Today the work of Malevich, Tatlin and El Lissitzky belongs to the canon of modern art. Their work is included in the collections of the world's major museums of modern art. What one doesn't see from merely looking at the artworks is the struggle that went into creating these works, the enthusiasm with which the Russian avant-gardists explored new forms and the tenacity with which they fought for their ideas, despite growing opposition. It is this that Sjeng Scheijen masterfully depicts in The Avant-Gardists.

As Sjeng Scheijen points out, El Lissitzky was one of the first abstract artists, if not the first, who didn't develop abstract painting himself, like Mondriaan, Kandinsky and Malevich, but who adopted it as a student. This may not sound like a great merit, but it shows something else. Abstract art was not an end point, the culmination of a path to ever greater abstraction or simplification, it marked a new beginning and offered opportunities for developing a novel and personal style, as can be seen in the work of abstract artists of later generations, such as Jackson Pollock, Willem de Kooning, Mark Rothko, Barnett Newman, Agnes Martin, Ellsworth Kelly, Frank Stella, Lucio Fontana and Gerhard Richter to name but a few.
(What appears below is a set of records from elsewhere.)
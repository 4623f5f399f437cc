//! Surrogate relaxation upper bound.
//!
//! The cardinality of an optimal solution is either at most or at least
//! the cardinality `k` of the break solution, so the optimum is bounded
//! by the worse of the two one-sided surrogate bounds. On each side the
//! multiplier folds the cardinality constraint into the weights
//! (`w + lambda`, capacity `c + lambda * k` on the "at most" side, signs
//! flipped on the other), and the relaxed problem is a plain fractional
//! knapsack. The multiplier minimizing a side is found by bisection,
//! steered by the cardinality of the relaxed solution.

use tracing::debug;

use super::instance::Instance;
use super::{Profit, Weight};

#[derive(Clone, Copy, Debug)]
pub struct SurrogateOut {
    /// Valid upper bound on the instance optimum.
    pub ub: Profit,
    /// Signed multiplier of the side attaining `ub`; feed it to
    /// `Instance::surrogate` together with `bound`.
    pub multiplier: Weight,
    /// Cardinality bound of that side.
    pub bound: i64,
}

/// Fractional optimum of the window items with `lambda` added to every
/// weight, against `capacity`. Returns the bound and the number of items
/// taken integrally.
fn relaxed_bound(items: &[(Weight, Profit)], lambda: Weight, capacity: Weight) -> (Profit, i64) {
    let mut taken_p: Profit = 0;
    let mut card: i64 = 0;
    let mut cap = capacity;
    let mut adj: Vec<(Weight, Profit)> = Vec::with_capacity(items.len());
    for &(w, p) in items {
        let w = w + lambda;
        if w <= 0 {
            // Free after adjustment; taking it only helps.
            taken_p += p;
            card += 1;
            cap -= w;
        } else {
            adj.push((w, p));
        }
    }
    adj.sort_by(|a, b| (b.1 * a.0).cmp(&(a.1 * b.0)));
    for &(w, p) in &adj {
        if w <= cap {
            cap -= w;
            taken_p += p;
            card += 1;
        } else {
            return (taken_p + (cap * p) / w, card);
        }
    }
    (taken_p, card)
}

/// Bisect the multiplier of one side towards the target cardinality,
/// returning the smallest bound seen and its multiplier. `sign` is +1 for
/// the "at most k" side and -1 for the "at least k" side.
fn minimize_side(
    items: &[(Weight, Profit)],
    capacity: Weight,
    target: i64,
    sign: Weight,
) -> (Profit, Weight) {
    let (mut best, mut best_lambda) = (relaxed_bound(items, 0, capacity), 0);
    let mut lo: Weight = 1;
    let mut hi: Weight = capacity.max(1);
    while lo <= hi {
        let mid = lo + (hi - lo) / 2;
        let lambda = sign * mid;
        let cap = capacity + lambda * target;
        let (ub, card) = relaxed_bound(items, lambda, cap);
        if ub < best.0 {
            best = (ub, card);
            best_lambda = lambda;
        }
        if card == target {
            break;
        }
        // More items taken than the target: strengthen the penalty.
        let too_many = card > target;
        if (sign > 0) == too_many {
            lo = mid + 1;
        } else {
            hi = mid - 1;
        }
    }
    (best.0, best_lambda)
}

/// Surrogate upper bound. Returns immediately when the plain fractional
/// bound already matches `lb`.
pub fn ub_surrogate(ins: &Instance, lb: Profit) -> SurrogateOut {
    let base_p = ins.reduced_solution().profit();
    let base_n = ins.reduced_solution().item_number() as i64;
    let capacity = ins.capacity();
    let items: Vec<(Weight, Profit)> = (ins.first_item()..=ins.last_item())
        .map(|pos| {
            let it = ins.item(pos);
            (it.w, it.p)
        })
        .collect();

    let (ub0, card0) = relaxed_bound(&items, 0, capacity);
    let k = card0 + base_n;
    let mut out = SurrogateOut {
        ub: base_p + ub0,
        multiplier: 0,
        bound: k,
    };
    if out.ub == lb || items.len() as i64 == card0 {
        return out;
    }

    let target = k - base_n;
    let (ub_le, lambda_le) = minimize_side(&items, capacity, target, 1);
    let (ub_ge, lambda_ge) = minimize_side(&items, capacity, target, -1);

    // The optimum lies on one of the two sides, so the worse side bound
    // is the valid combined bound.
    let (ub, multiplier) = if ub_le >= ub_ge {
        (ub_le, lambda_le)
    } else {
        (ub_ge, lambda_ge)
    };
    if base_p + ub < out.ub {
        out.ub = base_p + ub;
        out.multiplier = multiplier;
    }
    debug!(
        ub = out.ub,
        multiplier = out.multiplier,
        bound = out.bound,
        "surrogate bound"
    );
    out
}

#[cfg(test)]
mod tests {
    use super::super::testing::{brute_force, random_instance};
    use super::*;
    use rand::{Rng, SeedableRng};
    use rand_chacha::ChaCha8Rng;

    #[test]
    fn surrogate_bound_is_valid_and_no_worse_than_dantzig() {
        for seed in 0..30 {
            let mut ins = random_instance(seed, 14, 60, 12, 20);
            let opt = brute_force(&ins);
            ins.sort_partially(super::super::instance::PARTIAL_SORT_LIMIT);
            let out = ub_surrogate(&ins, 0);
            assert!(out.ub >= opt, "seed {}: ub {} < opt {}", seed, out.ub, opt);
            let dantzig = super::super::bounds::ub_dantzig(&ins);
            assert!(out.ub <= dantzig, "seed {}", seed);
        }
    }

    #[test]
    fn surrogate_bound_on_ratio_bounded_items() {
        // Profits drawn so that p/w lies in [1, 2].
        let mut rng = ChaCha8Rng::seed_from_u64(42);
        let mut ins = Instance::new(500);
        for _ in 0..100 {
            let w: Weight = rng.gen_range(1..=10);
            let p: Profit = w + rng.gen_range(0..=w);
            ins.add_item(w, p).unwrap();
        }
        let reference = {
            use super::super::KnapsackSolver;
            let mut copy = ins.clone();
            let out = super::super::dp_bellman::BellmanSolver.solve(&mut copy);
            out.solution.profit()
        };
        ins.sort_partially(super::super::instance::PARTIAL_SORT_LIMIT);
        let out = ub_surrogate(&ins, 0);
        assert!(out.ub >= reference);
    }

    #[test]
    fn exact_bound_when_everything_fits() {
        let mut ins = Instance::new(1_000);
        ins.add_items(&[(2, 5), (3, 4), (4, 3)]).unwrap();
        ins.sort_partially(super::super::instance::PARTIAL_SORT_LIMIT);
        let out = ub_surrogate(&ins, 0);
        assert_eq!(out.ub, 12);
        assert_eq!(out.multiplier, 0);
    }
}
I have long been an admirer of the work of Malevich and El Lissitzky. Many years ago I saw a large retrospective of the Russian avant-garde at the Schirn Kunsthalle in Frankfurt. When the exhibition travelled to Amsterdam I went to see it a second time. I have since visited various other exhibitions of the Russian avant-garde. I love the spatial composition in the work of Malevich and El Lissitzky. But above all else to me the work the Russian avant-gardists attests to the freedom and power of the imagination.